Parallel DBMS Architectures • Shared-Disk • In the shared-disk approach any processor has access to any disk unit through the interconnect but exclusive (non-shared) access to its main memory. • Each processor-memory node is under the control of its own copy of the operating system. Then, each processor can access database pages on the shared disk and cache them into its own memory. • Since different processors can access the same page in conflicting update modes, global cache consistency is needed. • The first parallel DBMS that used shared-disk is Oracle with an efficient implementation of a distributed lock manager for cache consistency. • Other major DBMS vendors such as IBM, provide shared-disk implementations.

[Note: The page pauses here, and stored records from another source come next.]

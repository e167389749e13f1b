//! Route definitions for the Solar Placement Scoring platform

use axum::{
    routing::{get, post},
    Router,
};

use crate::{handlers, AppState};

/// Create API routes
pub fn api_routes() -> Router<AppState> {
    Router::new()
        // Health and service status
        .route("/health", get(handlers::health_check))
        // Full analysis pipeline
        .route("/analyze", post(handlers::analyze))
        // Financial engine
        .nest("/roi", roi_routes())
        // AI summary
        .route("/summary", post(handlers::generate_summary))
        // Persisted history
        .route("/analyses/recent", get(handlers::recent_analyses))
}

/// Financial calculation routes
fn roi_routes() -> Router<AppState> {
    Router::new()
        .route("/", post(handlers::calculate_roi))
        .route("/sensitivity", post(handlers::tariff_sensitivity))
}
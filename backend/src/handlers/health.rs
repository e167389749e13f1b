//! Service health endpoint

use axum::{extract::State, Json};
use serde::Serialize;
use shared::scoring::ALGORITHM_VERSION;

use crate::error::AppResult;
use crate::AppState;

/// Health report with component status
#[derive(Debug, Serialize)]
pub struct HealthResponse {
    pub status: &'static str,
    pub version: &'static str,
    pub services: ServiceStatus,
}

#[derive(Debug, Serialize)]
pub struct ServiceStatus {
    pub scoring_engine: &'static str,
    pub summarizer: &'static str,
    pub elevation_provider: &'static str,
    pub database: &'static str,
}

/// Health check for orchestrator probes and dashboards.
pub async fn health_check(State(state): State<AppState>) -> AppResult<Json<HealthResponse>> {
    let database = if state.db.is_closed() {
        "disconnected"
    } else {
        "connected"
    };

    Ok(Json(HealthResponse {
        status: "healthy",
        version: env!("CARGO_PKG_VERSION"),
        services: ServiceStatus {
            scoring_engine: ALGORITHM_VERSION,
            summarizer: if state.summarizer.is_configured() {
                "configured"
            } else {
                "template"
            },
            elevation_provider: if state.config.providers.elevation_api_key.is_empty() {
                "secondary"
            } else {
                "primary"
            },
            database,
        },
    }))
}
//! Assembled pipeline response

use serde::{Deserialize, Serialize};

use super::{FinancialProjection, Grade, SiteFeatures, SubScores, SuitabilityClass, Verdict};

/// Full analysis response: echoed features, placement verdict,
/// financial projection and the AI summary.
#[derive(Debug, Clone, Serialize, Deserialize)]
pub struct AnalysisReport {
    // Location
    pub lat: f64,
    pub lng: f64,

    // Measured climate and terrain features
    pub solar_irradiance: f64,
    pub wind_speed: f64,
    pub temperature_c: f64,
    pub humidity_pct: f64,
    pub cloud_cover_pct: f64,
    pub elevation_m: f64,
    pub slope_degrees: f64,
    pub grid_distance_km: f64,
    pub data_sources: u8,

    // Placement verdict
    pub score: u8,
    pub grade: Grade,
    pub suitability_class: SuitabilityClass,
    pub confidence: f64,
    pub recommendation: String,
    pub constraint_violations: Vec<String>,
    pub is_suitable: bool,
    pub sub_scores: SubScores,
    pub calibration_adjustment: f64,
    pub algorithm_version: String,

    // Plant sizing
    pub plant_size_kw: f64,
    pub system_size_kwp: f64,
    pub required_land_area_m2: f64,
    pub installation_cost: f64,

    // Financials
    pub annual_energy_kwh: f64,
    pub annual_savings: f64,
    pub monthly_savings: f64,
    pub daily_savings: f64,
    pub payback_years: f64,
    pub lifetime_profit: f64,
    pub system_lifetime_years: u32,
    pub subsidy_amount: f64,
    pub net_cost_after_subsidy: f64,
    pub payback_years_after_subsidy: f64,
    pub lifetime_profit_after_subsidy: f64,
    pub self_consumed_kwh: f64,
    pub exported_kwh: f64,
    pub export_credit: f64,
    pub net_metering_annual_benefit: f64,
    pub net_metering_payback_years: f64,

    // AI summary
    pub ai_summary: String,
    pub ai_provider: String,
}

impl AnalysisReport {
    /// Flatten the pipeline outputs into the wire response.
    pub fn assemble(
        lat: f64,
        lng: f64,
        plant_size_kw: f64,
        features: &SiteFeatures,
        verdict: Verdict,
        financial: FinancialProjection,
        ai_summary: String,
        ai_provider: String,
    ) -> Self {
        Self {
            lat,
            lng,
            solar_irradiance: features.solar_irradiance,
            wind_speed: features.wind_speed,
            temperature_c: features.temperature_c,
            humidity_pct: features.humidity_pct,
            cloud_cover_pct: features.cloud_cover_pct,
            elevation_m: features.elevation_m,
            slope_degrees: features.slope_degrees,
            grid_distance_km: features.grid_distance_km,
            data_sources: features.data_sources,
            score: verdict.score,
            grade: verdict.grade,
            suitability_class: verdict.suitability_class,
            confidence: verdict.confidence,
            recommendation: verdict.recommendation,
            constraint_violations: verdict.constraint_violations,
            is_suitable: verdict.is_suitable,
            sub_scores: verdict.sub_scores,
            calibration_adjustment: verdict.calibration_adjustment,
            algorithm_version: verdict.algorithm_version,
            plant_size_kw,
            system_size_kwp: financial.system_size_kwp,
            required_land_area_m2: financial.required_land_area_m2,
            installation_cost: financial.installation_cost,
            annual_energy_kwh: financial.annual_energy_kwh,
            annual_savings: financial.annual_savings,
            monthly_savings: financial.monthly_savings,
            daily_savings: financial.daily_savings,
            payback_years: financial.payback_years,
            lifetime_profit: financial.lifetime_profit,
            system_lifetime_years: financial.system_lifetime_years,
            subsidy_amount: financial.subsidy_amount,
            net_cost_after_subsidy: financial.net_cost_after_subsidy,
            payback_years_after_subsidy: financial.payback_years_after_subsidy,
            lifetime_profit_after_subsidy: financial.lifetime_profit_after_subsidy,
            self_consumed_kwh: financial.self_consumed_kwh,
            exported_kwh: financial.exported_kwh,
            export_credit: financial.export_credit,
            net_metering_annual_benefit: financial.net_metering_annual_benefit,
            net_metering_payback_years: financial.net_metering_payback_years,
            ai_summary,
            ai_provider,
        }
    }
}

Parallel DBMS Architectures • Shared-disk has a number of advantages: • lower cost, • The cost of the interconnect is significantly less than with shared-memory since standard bus technology may be used. • high extensibility, • Given that each processor has enough main memory, interference on the shared disk can be minimized. Thus, extensibility can be better, typically up to a hundred processors. • load balancing, • easy migration from centralized systems. • availability, • Since memory faults can be isolated from other nodes, availability can be higher.
Shared-Nothing • In the shared-nothing approach each processor has exclusive access to its main memory and disk unit(s). • Similar to shared-disk, each processor memory- disk node is under the control of its own copy of the operating system. • Each node can be viewed as a local site (with its own database and software) in a distributed database system. • Therefore, most solutions designed for distributed databases such as database fragmentation, distributed transaction management and distributed query processing may be reused. • Using a fast interconnect, it is possible to accommodate large numbers of nodes. This architecture is often called Massively Parallel Processor (MPP).
Shared-Nothing • The first major parallel DBMS product was Teradata’s Database Computer that could accommodate a thousand processors in its early version. • Other major DBMS vendors such as IBM, Microsoft provide shared-nothing implementations.
Shared-Nothing • As demonstrated by the existing products, shared-nothing has three main virtues: • lower cost, • The cost advantage is better than that of shared-disk that requires a special interconnect for the disks. • high extensibility • By implementing a distributed database design that favors the smooth incremental growth of the system by the addition of new nodes, extensibility can be better (in the thousands of nodes). • high availability • By replicating data on multiple nodes, high availability can also be achieved.